Prediction of immunotherapy response and drug sensitivity
We observed that multiple immune checkpoint genes, including PD1, PDL1, and CTLA4, were highly expressed in the low-risk group (Fig. 10A). To further explore the implications of this observation, we calculated the immunophenotypic score (IPS) for each patient using the TCIA database to evaluate the immunotherapy responses of TNBC patients in the high- and low-risk groups. Patients were stratified according to the levels of PD1 and CTLA4 expression. The results revealed that low-risk patients presented higher values in all strata, except in cases when patients were negative for both PD1 and CTLA4 (Fig. 10B). These findings strongly suggest that TNBC patients in the low-risk group respond better to ICI therapy. In addition, we performed tumor immune dysfunction and exclusion (TIDE) analysis on the low-risk group. The results revealed that patients in the low-risk group had lower TIDE scores (Fig. 10F). Lower TIDE scores are correlated with a lower likelihood of immune escape and thus greater efficacy of immunotherapy. Drug sensitivity analysis revealed that TNBC patients in the high-risk group were more sensitive to doxorubicin, etoposide, gemcitabine, vincristine, veliparib (ABT.888), and olaparib (AZD.2281), whereas patients in the low-risk group were more sensitive to cisplatin (Figs. 10C–10E).

Characterization of OSIRGs by scRNA-seq analysis
We downloaded the GSE161529 single-cell dataset of eight TNBC samples from GEO. By screening total cells according to intracellular gene features, chromosomal gene percentages, etc., a total of 10,811 cells were obtained, and PCA was subsequently used for latitude reduction. The top 14 PCs were retained for further t-SNE to obtain 13 cell subsets (Fig. 11A).
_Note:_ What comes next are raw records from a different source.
use queen_step::core::{BoardSize, GameSnapshot, GameState};
use queen_step::term::{FrameBuffer, GameView, PromptView, Rgb, ToolbarButton, ViewHit, Viewport};
use queen_step::types::Square;

const LIGHT: Rgb = Rgb::new(0xF0, 0xD9, 0xB5);
const DARK: Rgb = Rgb::new(0xB5, 0x88, 0x63);
const QUEEN: Rgb = Rgb::new(0xFF, 0xD1, 0x66);

/// 3x3 board, queen in the middle, block in the top-left corner.
fn snapshot() -> GameSnapshot {
    let size = BoardSize::new(3).unwrap();
    GameState::with_positions(size, Square::new(1, 1), Square::new(0, 0), 1)
        .unwrap()
        .snapshot()
}

fn render(view: GameView, snap: &GameSnapshot, vp: Viewport) -> FrameBuffer {
    let mut fb = FrameBuffer::new(vp.width, vp.height);
    view.render_into(Some(snap), None, vp, &mut fb);
    fb
}

fn row_text(fb: &FrameBuffer, y: u16) -> String {
    (0..fb.width()).map(|x| fb.get(x, y).unwrap().ch).collect()
}

// With a 40x20 viewport a 3x3 board gets 6x3 squares:
// frame 20x11 at (10, 5), squares start at (11, 6).

#[test]
fn term_view_renders_border_corners() {
    let fb = render(GameView::default(), &snapshot(), Viewport::new(40, 20));

    assert_eq!(fb.get(10, 5).unwrap().ch, '┌');
    assert_eq!(fb.get(29, 5).unwrap().ch, '┐');
    assert_eq!(fb.get(10, 15).unwrap().ch, '└');
    assert_eq!(fb.get(29, 15).unwrap().ch, '┘');
}

#[test]
fn term_view_colors_checkerboard_by_parity() {
    let fb = render(GameView::default(), &snapshot(), Viewport::new(40, 20));

    // Interior cell of each square (corners may carry move outlines).
    let bg_at = |row: u16, col: u16| fb.get(11 + col * 6 + 1, 6 + row * 3 + 1).unwrap().style.bg;
    assert_eq!(bg_at(0, 0), LIGHT);
    assert_eq!(bg_at(0, 1), DARK);
    assert_eq!(bg_at(2, 2), LIGHT);
    assert_eq!(bg_at(2, 1), DARK);
    assert_eq!(bg_at(1, 1), QUEEN);
}

#[test]
fn term_view_draws_queen_and_block_markers() {
    let fb = render(GameView::default(), &snapshot(), Viewport::new(40, 20));
    // Marker sits at ((6 - 1) / 2, (3 - 1) / 2) inside the square.
    assert_eq!(fb.get(17 + 2, 9 + 1).unwrap().ch, '♛');
    assert_eq!(fb.get(11 + 2, 6 + 1).unwrap().ch, '●');

    let ascii = render(
        GameView::default().with_ascii_queen(true),
        &snapshot(),
        Viewport::new(40, 20),
    );
    assert_eq!(ascii.get(19, 10).unwrap().ch, 'Q');
}

#[test]
fn term_view_outlines_legal_targets_only() {
    let fb = render(GameView::default(), &snapshot(), Viewport::new(40, 20));

    // (0, 1) is a legal target.
    assert_eq!(fb.get(17, 6).unwrap().ch, '┌');
    assert_eq!(fb.get(22, 6).unwrap().ch, '┐');
    assert_eq!(fb.get(17, 8).unwrap().ch, '└');
    assert_eq!(fb.get(22, 8).unwrap().ch, '┘');

    // The blocked square and the queen's own square are not.
    assert_eq!(fb.get(11, 6).unwrap().ch, ' ');
    assert_eq!(fb.get(17, 9).unwrap().ch, ' ');
}

#[test]
fn term_view_uses_brackets_on_single_row_squares() {
    // 22x8 leaves room for 1-row squares: frame 8x5 at (7, 2).
    let fb = render(GameView::default(), &snapshot(), Viewport::new(22, 8));
    assert_eq!(fb.get(7, 2).unwrap().ch, '┌');
    assert_eq!(fb.get(10, 3).unwrap().ch, '[');
    assert_eq!(fb.get(11, 3).unwrap().ch, ']');
}

#[test]
fn term_view_header_shows_toolbar_size_and_moves() {
    let mut snap = snapshot();
    snap.move_count = 12;
    let fb = render(GameView::default(), &snap, Viewport::new(40, 20));

    assert!(row_text(&fb, 0).starts_with(" [Size] [Reset] [Queen] [Block]"));
    let status = row_text(&fb, 1);
    assert!(status.contains("Board: 3 x 3"));
    assert!(status.trim_end().ends_with("Moves: 12"));
}

#[test]
fn term_view_hit_test_maps_squares_and_buttons() {
    let view = GameView::default();
    let vp = Viewport::new(40, 20);
    let size = Some(BoardSize::new(3).unwrap());

    assert_eq!(view.hit_test(size, vp, 11, 6), Some(ViewHit::Square(Square::new(0, 0))));
    assert_eq!(view.hit_test(size, vp, 22, 8), Some(ViewHit::Square(Square::new(0, 1))));
    assert_eq!(view.hit_test(size, vp, 28, 14), Some(ViewHit::Square(Square::new(2, 2))));

    // Border and outside.
    assert_eq!(view.hit_test(size, vp, 10, 6), None);
    assert_eq!(view.hit_test(size, vp, 29, 6), None);
    assert_eq!(view.hit_test(size, vp, 20, 15), None);
    assert_eq!(view.hit_test(size, vp, 35, 10), None);

    // Toolbar.
    assert_eq!(view.hit_test(size, vp, 1, 0), Some(ViewHit::Button(ToolbarButton::Size)));
    assert_eq!(view.hit_test(size, vp, 7, 0), None);
    assert_eq!(view.hit_test(None, vp, 8, 0), Some(ViewHit::Button(ToolbarButton::Reset)));

    // No board yet: squares can't be hit.
    assert_eq!(view.hit_test(None, vp, 11, 6), None);
}

#[test]
fn term_view_prompt_overlay_without_game() {
    let view = GameView::default();
    let prompt = PromptView {
        input: "2",
        error: None,
        first_launch: true,
    };
    let mut fb = FrameBuffer::new(60, 20);
    view.render_into(None, Some(&prompt), Viewport::new(60, 20), &mut fb);

    let mut all = String::new();
    for y in 0..fb.height() {
        all.push_str(&row_text(&fb, y));
        all.push('\n');
    }
    assert!(all.contains("Board: -"));
    assert!(all.contains("Board size N"));
    assert!(all.contains("> 2_"));
    assert!(all.contains("Esc: default (8)"));
}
Using canonical markers defined in the literature, the cells were divided into the following clusters: TAMs, B cells, myeloid cells, epithelial cells, endothelial cells, T cells, CAFs and pericytes (Fig. 11B). To study the expression of model genes in different cells, we visualized these data in t-SNE and bubble plots (Figs. 11C, 11D). The results showed that MITD1 was highly expressed in epithelial and T cells.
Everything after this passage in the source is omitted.